EXERCISE INSTRUCTIONS — Return every line from the records below in which the word "scan" is found.

PROVIDED RECORDS —
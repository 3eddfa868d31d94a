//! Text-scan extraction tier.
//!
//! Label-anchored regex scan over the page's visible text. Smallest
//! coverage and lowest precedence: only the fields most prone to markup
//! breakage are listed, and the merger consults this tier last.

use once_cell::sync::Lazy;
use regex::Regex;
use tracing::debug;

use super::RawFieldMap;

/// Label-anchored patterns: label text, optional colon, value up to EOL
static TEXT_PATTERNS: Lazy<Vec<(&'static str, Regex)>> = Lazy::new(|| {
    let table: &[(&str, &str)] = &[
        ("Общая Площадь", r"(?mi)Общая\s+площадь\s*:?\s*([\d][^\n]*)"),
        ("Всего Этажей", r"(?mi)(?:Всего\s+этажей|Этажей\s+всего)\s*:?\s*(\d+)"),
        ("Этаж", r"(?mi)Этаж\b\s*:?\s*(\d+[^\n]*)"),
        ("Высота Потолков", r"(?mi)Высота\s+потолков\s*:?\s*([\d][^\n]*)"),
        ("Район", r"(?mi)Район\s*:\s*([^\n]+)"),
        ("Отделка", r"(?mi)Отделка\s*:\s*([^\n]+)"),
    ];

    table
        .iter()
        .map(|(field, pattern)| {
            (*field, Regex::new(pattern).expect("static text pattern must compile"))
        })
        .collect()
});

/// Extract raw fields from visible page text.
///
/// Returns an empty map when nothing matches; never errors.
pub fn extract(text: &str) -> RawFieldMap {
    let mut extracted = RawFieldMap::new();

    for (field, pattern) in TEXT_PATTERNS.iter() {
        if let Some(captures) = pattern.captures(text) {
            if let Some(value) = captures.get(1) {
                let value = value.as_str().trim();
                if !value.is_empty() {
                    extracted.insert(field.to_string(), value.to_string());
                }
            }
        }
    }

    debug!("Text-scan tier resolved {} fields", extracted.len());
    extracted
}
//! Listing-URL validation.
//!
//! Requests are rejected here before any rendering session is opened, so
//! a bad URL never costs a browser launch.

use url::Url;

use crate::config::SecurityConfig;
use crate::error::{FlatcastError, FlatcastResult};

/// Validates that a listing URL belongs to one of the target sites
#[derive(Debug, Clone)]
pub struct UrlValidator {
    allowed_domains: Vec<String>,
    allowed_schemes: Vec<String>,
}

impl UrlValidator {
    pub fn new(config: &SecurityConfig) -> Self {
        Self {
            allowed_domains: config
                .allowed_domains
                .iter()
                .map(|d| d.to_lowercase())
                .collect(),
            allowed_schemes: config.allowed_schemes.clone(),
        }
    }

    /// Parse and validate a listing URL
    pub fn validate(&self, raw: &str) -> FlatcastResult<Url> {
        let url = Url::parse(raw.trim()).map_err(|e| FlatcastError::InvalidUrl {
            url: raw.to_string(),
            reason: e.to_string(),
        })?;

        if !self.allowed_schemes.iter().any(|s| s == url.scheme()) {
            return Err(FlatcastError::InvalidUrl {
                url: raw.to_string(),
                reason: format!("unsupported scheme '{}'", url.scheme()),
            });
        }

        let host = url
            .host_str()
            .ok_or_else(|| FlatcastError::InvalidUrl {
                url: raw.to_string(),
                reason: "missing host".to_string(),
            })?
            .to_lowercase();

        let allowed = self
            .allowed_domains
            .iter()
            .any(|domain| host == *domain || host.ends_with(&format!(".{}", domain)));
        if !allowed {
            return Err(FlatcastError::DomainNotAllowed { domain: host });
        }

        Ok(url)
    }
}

EXERCISE ANSWER —
//! Text-scan extraction tier.
//! Label-anchored regex scan over the page's visible text. Smallest
    debug!("Text-scan tier resolved {} fields", extracted.len());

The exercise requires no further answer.